Saved data entries:
---*---

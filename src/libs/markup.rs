use gtk4::glib::markup_escape_text;

#[derive(Debug, Clone, Copy, PartialEq, Eq)]
pub enum RunStyle {
    DateNumber,
    DateLabel,
    Weekday,
    TimeNumber,
    TimeSeparator,
}

impl RunStyle {
    fn color(self) -> &'static str {
        match self {
            RunStyle::DateNumber | RunStyle::TimeNumber => "#ffffff",
            RunStyle::DateLabel | RunStyle::TimeSeparator => "#969696",
            RunStyle::Weekday => "#64c8ff",
        }
    }

    fn weight(self) -> &'static str {
        match self {
            RunStyle::DateNumber | RunStyle::TimeNumber | RunStyle::Weekday => "bold",
            RunStyle::DateLabel | RunStyle::TimeSeparator => "normal",
        }
    }
}

#[derive(Debug, Clone, PartialEq, Eq)]
pub struct Run {
    pub text: String,
    pub style: RunStyle,
}

impl Run {
    fn new(text: &str, style: RunStyle) -> Self {
        Self {
            text: text.to_string(),
            style,
        }
    }
}

/// Splits `"2024年01月15日 星期一"` into styled runs. Anything that does not
/// look like that yields no runs.
pub fn date_runs(date: &str) -> Vec<Run> {
    let Some((ymd, weekday)) = date.split_once(' ') else {
        return Vec::new();
    };
    let (Some(year_end), Some(month_end), Some(day_end)) =
        (ymd.find('年'), ymd.find('月'), ymd.find('日'))
    else {
        return Vec::new();
    };
    if year_end == 0 || month_end < year_end || day_end < month_end {
        return Vec::new();
    }
    let year = &ymd[..year_end];
    let month = &ymd[year_end + '年'.len_utf8()..month_end];
    let day = &ymd[month_end + '月'.len_utf8()..day_end];

    vec![
        Run::new(year, RunStyle::DateNumber),
        Run::new("年", RunStyle::DateLabel),
        Run::new(month, RunStyle::DateNumber),
        Run::new("月", RunStyle::DateLabel),
        Run::new(day, RunStyle::DateNumber),
        Run::new("日", RunStyle::DateLabel),
        Run::new(" ", RunStyle::DateLabel),
        Run::new(weekday, RunStyle::Weekday),
    ]
}

/// Splits `"HH:mm:ss"` into numbers and separators.
pub fn time_runs(time: &str) -> Vec<Run> {
    let parts: Vec<&str> = time.split(':').collect();
    let [hour, minute, second] = parts.as_slice() else {
        return Vec::new();
    };
    vec![
        Run::new(hour, RunStyle::TimeNumber),
        Run::new(":", RunStyle::TimeSeparator),
        Run::new(minute, RunStyle::TimeNumber),
        Run::new(":", RunStyle::TimeSeparator),
        Run::new(second, RunStyle::TimeNumber),
    ]
}

// thin space, roughly 4px at the readout's date size
const LABEL_PAD: char = '\u{2009}';

impl Run {
    /// 年/月/日 get a little air on both sides so they don't touch the digits.
    fn padded(&self) -> String {
        if self.style == RunStyle::DateLabel && !self.text.trim().is_empty() {
            format!("{LABEL_PAD}{}{LABEL_PAD}", self.text)
        } else {
            self.text.clone()
        }
    }
}

pub fn to_markup(runs: &[Run]) -> String {
    runs.iter()
        .map(|run| {
            format!(
                "<span foreground=\"{}\" weight=\"{}\">{}</span>",
                run.style.color(),
                run.style.weight(),
                markup_escape_text(&run.padded())
            )
        })
        .collect()
}

#[cfg(test)]
mod tests {
    use super::*;

    fn texts(runs: &[Run]) -> Vec<&str> {
        runs.iter().map(|r| r.text.as_str()).collect()
    }

    #[test]
    fn splits_date() {
        let runs = date_runs("2024年01月15日 星期一");
        assert_eq!(
            texts(&runs),
            ["2024", "年", "01", "月", "15", "日", " ", "星期一"]
        );
        assert_eq!(runs[0].style, RunStyle::DateNumber);
        assert_eq!(runs[1].style, RunStyle::DateLabel);
        assert_eq!(runs[7].style, RunStyle::Weekday);
    }

    #[test]
    fn splits_time() {
        let runs = time_runs("14:30:45");
        assert_eq!(texts(&runs), ["14", ":", "30", ":", "45"]);
        assert_eq!(runs[1].style, RunStyle::TimeSeparator);
        assert_eq!(runs[4].style, RunStyle::TimeNumber);
    }

    #[test]
    fn partial_input_produces_nothing() {
        for date in ["", "2024年01月15日", "年01月15日 星期一", "2024日01月15年 星期一"] {
            assert!(date_runs(date).is_empty(), "{date:?}");
        }
        for time in ["", "14:30", "14:30:45:00"] {
            assert!(time_runs(time).is_empty(), "{time:?}");
        }
        assert_eq!(to_markup(&[]), "");
    }

    #[test]
    fn markup_styles_each_run() {
        let markup = to_markup(&time_runs("01:02:03"));
        assert_eq!(markup.matches("<span").count(), 5);
        assert!(markup.starts_with("<span foreground=\"#ffffff\" weight=\"bold\">01</span>"));
        assert!(markup.contains("<span foreground=\"#969696\" weight=\"normal\">:</span>"));
    }

    #[test]
    fn date_labels_are_padded_but_the_gap_is_not() {
        let markup = to_markup(&date_runs("2024年01月15日 星期一"));
        for label in ["年", "月", "日"] {
            assert!(markup.contains(&format!(">\u{2009}{label}\u{2009}</span>")), "{label}");
        }
        assert!(markup.contains(">2024</span>"));
        assert!(markup.contains("weight=\"normal\"> </span>"));
    }

    #[test]
    fn markup_escapes_text() {
        let runs = [Run::new("<b>", RunStyle::Weekday)];
        assert!(to_markup(&runs).contains("&lt;b&gt;"));
    }
}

---*---

Aim of the task: Every record must be set down again exactly.

Solution to the problem:
filename src/libs/markup.rs
use gtk4::glib::markup_escape_text;

#[derive(Debug, Clone, Copy, PartialEq, Eq)]
pub enum RunStyle {
    DateNumber,
    DateLabel,
    Weekday,
    TimeNumber,
    TimeSeparator,
}

impl RunStyle {
    fn color(self) -> &'static str {
        match self {
            RunStyle::DateNumber | RunStyle::TimeNumber => "#ffffff",
            RunStyle::DateLabel | RunStyle::TimeSeparator => "#969696",
            RunStyle::Weekday => "#64c8ff",
        }
    }

    fn weight(self) -> &'static str {
        match self {
            RunStyle::DateNumber | RunStyle::TimeNumber | RunStyle::Weekday => "bold",
            RunStyle::DateLabel | RunStyle::TimeSeparator => "normal",
        }
    }
}

#[derive(Debug, Clone, PartialEq, Eq)]
pub struct Run {
    pub text: String,
    pub style: RunStyle,
}

impl Run {
    fn new(text: &str, style: RunStyle) -> Self {
        Self {
            text: text.to_string(),
            style,
        }
    }
}

/// Splits `"2024年01月15日 星期一"` into styled runs. Anything that does not
/// look like that yields no runs.
pub fn date_runs(date: &str) -> Vec<Run> {
    let Some((ymd, weekday)) = date.split_once(' ') else {
        return Vec::new();
    };
    let (Some(year_end), Some(month_end), Some(day_end)) =
        (ymd.find('年'), ymd.find('月'), ymd.find('日'))
    else {
        return Vec::new();
    };
    if year_end == 0 || month_end < year_end || day_end < month_end {
        return Vec::new();
    }
    let year = &ymd[..year_end];
    let month = &ymd[year_end + '年'.len_utf8()..month_end];
    let day = &ymd[month_end + '月'.len_utf8()..day_end];

    vec![
        Run::new(year, RunStyle::DateNumber),
        Run::new("年", RunStyle::DateLabel),
        Run::new(month, RunStyle::DateNumber),
        Run::new("月", RunStyle::DateLabel),
        Run::new(day, RunStyle::DateNumber),
        Run::new("日", RunStyle::DateLabel),
        Run::new(" ", RunStyle::DateLabel),
        Run::new(weekday, RunStyle::Weekday),
    ]
}

/// Splits `"HH:mm:ss"` into numbers and separators.
pub fn time_runs(time: &str) -> Vec<Run> {
    let parts: Vec<&str> = time.split(':').collect();
    let [hour, minute, second] = parts.as_slice() else {
        return Vec::new();
    };
    vec![
        Run::new(hour, RunStyle::TimeNumber),
        Run::new(":", RunStyle::TimeSeparator),
        Run::new(minute, RunStyle::TimeNumber),
        Run::new(":", RunStyle::TimeSeparator),
        Run::new(second, RunStyle::TimeNumber),
    ]
}

// thin space, roughly 4px at the readout's date size
const LABEL_PAD: char = '\u{2009}';

impl Run {
    /// 年/月/日 get a little air on both sides so they don't touch the digits.
    fn padded(&self) -> String {
        if self.style == RunStyle::DateLabel && !self.text.trim().is_empty() {
            format!("{LABEL_PAD}{}{LABEL_PAD}", self.text)
        } else {
            self.text.clone()
        }
    }
}

pub fn to_markup(runs: &[Run]) -> String {
    runs.iter()
        .map(|run| {
            format!(
                "<span foreground=\"{}\" weight=\"{}\">{}</span>",
                run.style.color(),
                run.style.weight(),
                markup_escape_text(&run.padded())
            )
        })
        .collect()
}

#[cfg(test)]
mod tests {
    use super::*;

    fn texts(runs: &[Run]) -> Vec<&str> {
        runs.iter().map(|r| r.text.as_str()).collect()
    }

    #[test]
    fn splits_date() {
        let runs = date_runs("2024年01月15日 星期一");
        assert_eq!(
            texts(&runs),
            ["2024", "年", "01", "月", "15", "日", " ", "星期一"]
        );
        assert_eq!(runs[0].style, RunStyle::DateNumber);
        assert_eq!(runs[1].style, RunStyle::DateLabel);
        assert_eq!(runs[7].style, RunStyle::Weekday);
    }

    #[test]
    fn splits_time() {
        let runs = time_runs("14:30:45");
        assert_eq!(texts(&runs), ["14", ":", "30", ":", "45"]);
        assert_eq!(runs[1].style, RunStyle::TimeSeparator);
        assert_eq!(runs[4].style, RunStyle::TimeNumber);
    }

    #[test]
    fn partial_input_produces_nothing() {
        for date in ["", "2024年01月15日", "年01月15日 星期一", "2024日01月15年 星期一"] {
            assert!(date_runs(date).is_empty(), "{date:?}");
        }
        for time in ["", "14:30", "14:30:45:00"] {
            assert!(time_runs(time).is_empty(), "{time:?}");
        }
        assert_eq!(to_markup(&[]), "");
    }

    #[test]
    fn markup_styles_each_run() {
        let markup = to_markup(&time_runs("01:02:03"));
        assert_eq!(markup.matches("<span").count(), 5);
        assert!(markup.starts_with("<span foreground=\"#ffffff\" weight=\"bold\">01</span>"));
        assert!(markup.contains("<span foreground=\"#969696\" weight=\"normal\">:</span>"));
    }

    #[test]
    fn date_labels_are_padded_but_the_gap_is_not() {
        let markup = to_markup(&date_runs("2024年01月15日 星期一"));
        for label in ["年", "月", "日"] {
            assert!(markup.contains(&format!(">\u{2009}{label}\u{2009}</span>")), "{label}");
        }
        assert!(markup.contains(">2024</span>"));
        assert!(markup.contains("weight=\"normal\"> </span>"));
    }

    #[test]
    fn markup_escapes_text() {
        let runs = [Run::new("<b>", RunStyle::Weekday)];
        assert!(to_markup(&runs).contains("&lt;b&gt;"));
    }
}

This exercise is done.